Draper made his return to the ATP Tour during the US Open where he defeated Radu Albot, 17th seed Hubert Hurkacz and Michael Mmoh to advance to the second week. He was eventually defeated by Andrey Rublev in the fourth round. He reached the Challenger final of the Open d'Orléans and returned to the top 100 on 2 October 2023. In November, he won his fifth Challenger title, the 2023 Trofeo Faip–Perrel.

Ranked No. 82 at the next tournament, the Sofia Open, he reached his second semifinal of the season defeating top seed Lorenzo Musetti and qualifier Cem Ilkel. He reached his first career final defeating Jan-Lennard Struff. He became the youngest Briton to reach an ATP Tour final since Andy Murray in 2009 Miami. Draper lost the final in three sets to Adrian Mannarino.

===2024: Two titles, Grand Slam semifinal, Olympics===
Draper reached his second final at the Adelaide International defeating eighth seed Alexander Bublik. He lost to seventh seed Jiří Lehečka in three sets. He reached the semifinals at an ATP 500 event for the first time at the Mexican Open in Acapulco defeating sixth seed Tommy Paul, lucky loser Yoshihito Nishioka and Miomir Kecmanović. He retired against defending champion and third seed Alex de Minaur. As a result, he moved to a new career-high of No. 37 on 4 March 2024.

At the French Open, Draper lost in the first round to qualifier Jesper de Jong in five sets.

Draper reached his third career final at the Stuttgart Open, defeating three Americans en route, Marcos Giron, defending champion and fourth seed Frances Tiafoe and Brandon Nakashima. Draper beat Matteo Berrettini in the final to lift his maiden title, making him the eighth first-time ATP Tour champion for 2024. Draper became the British men's No. 1 and moved to a career-high No. 31 in the ATP rankings on 17 June 2024. At the next grass court tournament at Queen's Club the following week, he reached back-to-back quarterfinals defeating Mariano Navone and top seed and defending champion Carlos Alcaraz, in straight sets. As a result, he reached the top 30 in the rankings. He lost in the last eight to fifth seed Tommy Paul. At Wimbledon, Draper defeated Swedish qualifier Elias Ymer in five sets in the first round but lost his next match to compatriot Cameron Norrie.

On 15 July, he was named to the Great Britain squad for the Davis Cup group stage to be held in Manchester in September. At the 2024 Summer Olympics in Paris, Draper defeated Kei Nishikori in the first round, before losing to seventh seed Taylor Fritz in three sets. At the Cincinnati Open he reached the round of 16 for the first time at the tournament, with an upset over ninth seed Stefanos Tsitsipas. He then defeated Félix Auger-Aliassime in three sets, before losing to 15th seed Holger Rune.
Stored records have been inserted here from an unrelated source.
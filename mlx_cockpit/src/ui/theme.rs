//! Shared UI colour constants and the palette bridge into ratatui.

use ratatui::style::Color;

use crate::theme::Rgba;

// Gauge chrome, same look regardless of preset
pub const TRACK: Color = Color::Rgb(58, 58, 70);
pub const TICK_MAJOR: Color = Color::Rgb(120, 120, 130);
pub const TICK_MINOR: Color = Color::Rgb(75, 75, 85);
pub const TEXT: Color = Color::Rgb(235, 235, 240);
pub const TEXT_DIM: Color = Color::Rgb(130, 130, 140);
pub const TEXT_FAINT: Color = Color::Rgb(85, 85, 95);
pub const BORDER: Color = Color::Rgb(60, 60, 72);
pub const BORDER_GRABBED: Color = Color::Rgb(150, 150, 165);

// Terminals have no alpha; the colour is used as-is.
impl From<Rgba> for Color {
    fn from(c: Rgba) -> Self {
        Color::Rgb(c.r, c.g, c.b)
    }
}
// End-to-end dealership scenarios
//
// Walks a single car through its whole life (added, rejected as a
// duplicate, a bad edit, sold) and checks the properties that must hold
// for any inventory.

use dealer_core::{Car, CarChanges, DealerConfig, DealerError, DealerManager};

const CIVIC_VIN: &str = "1HGCM82633A004352";

fn civic() -> Car {
    Car::new("Honda", "Civic", 2020, 25000.0, CIVIC_VIN, "").unwrap()
}

#[test]
fn test_civic_lifecycle() {
    let dir = tempfile::tempdir().unwrap();
    let mut manager = DealerManager::new(DealerConfig::in_dir(dir.path()));

    // Added once
    manager.add(civic()).expect("first add should succeed");
    assert_eq!(manager.len(), 1);

    // Second add with the same VIN fails and changes nothing
    let err = manager.add(civic()).unwrap_err();
    assert!(matches!(err, DealerError::Duplicate(_)));
    assert_eq!(manager.len(), 1);

    // Negative price is rejected and the stored price stays
    let err = manager
        .edit(CIVIC_VIN, &CarChanges::new().price(-5.0))
        .unwrap_err();
    assert!(matches!(err, DealerError::Validation(_)));
    assert_eq!(manager.find_by_vin(CIVIC_VIN).unwrap().price(), 25000.0);

    // Sold
    let sale = manager.remove(CIVIC_VIN).expect("sale should succeed");
    assert_eq!(sale.vin(), CIVIC_VIN);
    assert_eq!(manager.len(), 0);
    assert_eq!(manager.sales().len(), 1);

    let value = serde_json::to_value(&manager.sales()[0]).unwrap();
    assert!(value.get("sale_date").is_some());
}

#[test]
fn test_construct_serialize_construct_is_identity() {
    let inputs = [
        ("  honda ", "civic", 2020, 25000.0, "1hgcm82633a004352", ""),
        ("MERCEDES-BENZ", "gle 350", 2024, 61999.99, "4JGDA5HB7JB123456", "gle.png"),
        ("ford", "f-150", 1900, 0.01, " 1FTFW1ET5DFC10312 ", "  "),
    ];

    for (make, model, year, price, vin, image) in inputs {
        let car = Car::new(make, model, year, price, vin, image).unwrap();
        let record = car.to_record();
        let rebuilt = Car::new(
            &record.make,
            &record.model,
            record.year as i32,
            record.price,
            &record.vin,
            &record.image_url,
        )
        .unwrap();
        assert_eq!(rebuilt, car);

        let from_json: Car = serde_json::from_value(serde_json::to_value(&car).unwrap()).unwrap();
        assert_eq!(from_json, car);
    }
}

#[test]
fn test_find_by_vin_ignores_case_and_whitespace() {
    let mut manager = DealerManager::new(DealerConfig::default());
    manager.add(civic()).unwrap();

    for query in [CIVIC_VIN, "1hgcm82633a004352", "  1HgCm82633a004352\t"] {
        assert_eq!(manager.find_by_vin(query), Some(&civic()));
    }
}

#[test]
fn test_repeated_duplicate_adds_never_grow_inventory() {
    let mut manager = DealerManager::new(DealerConfig::default());
    manager.add(civic()).unwrap();

    for _ in 0..5 {
        assert!(manager.add(civic()).is_err());
        assert_eq!(manager.len(), 1);
    }
}

#[test]
fn test_report_revenue_matches_log() {
    let mut manager = DealerManager::new(DealerConfig::default());
    let stock = [
        ("Toyota", "Camry", 30000.0, "4T1BF1FK5CU500001"),
        ("Toyota", "Corolla", 21000.5, "2T1BURHE0JC000002"),
        ("Honda", "Cr-V", 32000.25, "2HKRW2H59KH000003"),
    ];
    for (make, model, price, vin) in stock {
        manager
            .add(Car::new(make, model, 2022, price, vin, "").unwrap())
            .unwrap();
    }

    for (_, _, _, vin) in stock {
        manager.remove(vin).unwrap();
    }

    let report = manager.sales_report();
    assert_eq!(report.total_sold, 3);
    let expected: f64 = stock.iter().map(|s| s.2).sum();
    assert!((report.total_revenue - expected).abs() < 1e-9);

    for pair in report.history.windows(2) {
        assert!(pair[0].sale_date() >= pair[1].sale_date());
    }
    assert_eq!(report.history[0].car().model(), "Cr-V");
}

#[test]
fn test_search_blank_returns_everything_and_misses_are_empty() {
    let mut manager = DealerManager::new(DealerConfig::default());
    manager.add(civic()).unwrap();
    manager
        .add(Car::new("Tesla", "Model 3", 2023, 40000.0, "5YJ3E1EA7JF000004", "").unwrap())
        .unwrap();

    assert_eq!(manager.search("").len(), manager.len());
    assert_eq!(manager.search("MODEL").len(), 1);
    assert!(manager.search("lamborghini").is_empty());
}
At the US Open Draper overcame Zhang Zhizhen by retirement in the third set, Facundo Díaz Acosta, Botic van de Zandschulp and Tomáš Macháč without dropping a set and having not faced a seeded opponent, to reach the quarterfinals. With a win over 10th seed Alex de Minaur, also in straight sets, he reached his first major semifinal and became the first British male player to reach the last four at the US Open since Andy Murray in 2012. As a result, he reached a new career-high in the top 20 in the rankings on 9 September 2024. Draper lost to world No. 1 Jannik Sinner in the last four. At the Japan Open he reached the quarterfinals, defeating qualifier Mattia Bellucci and upsetting second seed Hubert Hurkacz, his third top 10 win of the season. He retired with an abdominal injury during his last eight match with Ugo Humbert.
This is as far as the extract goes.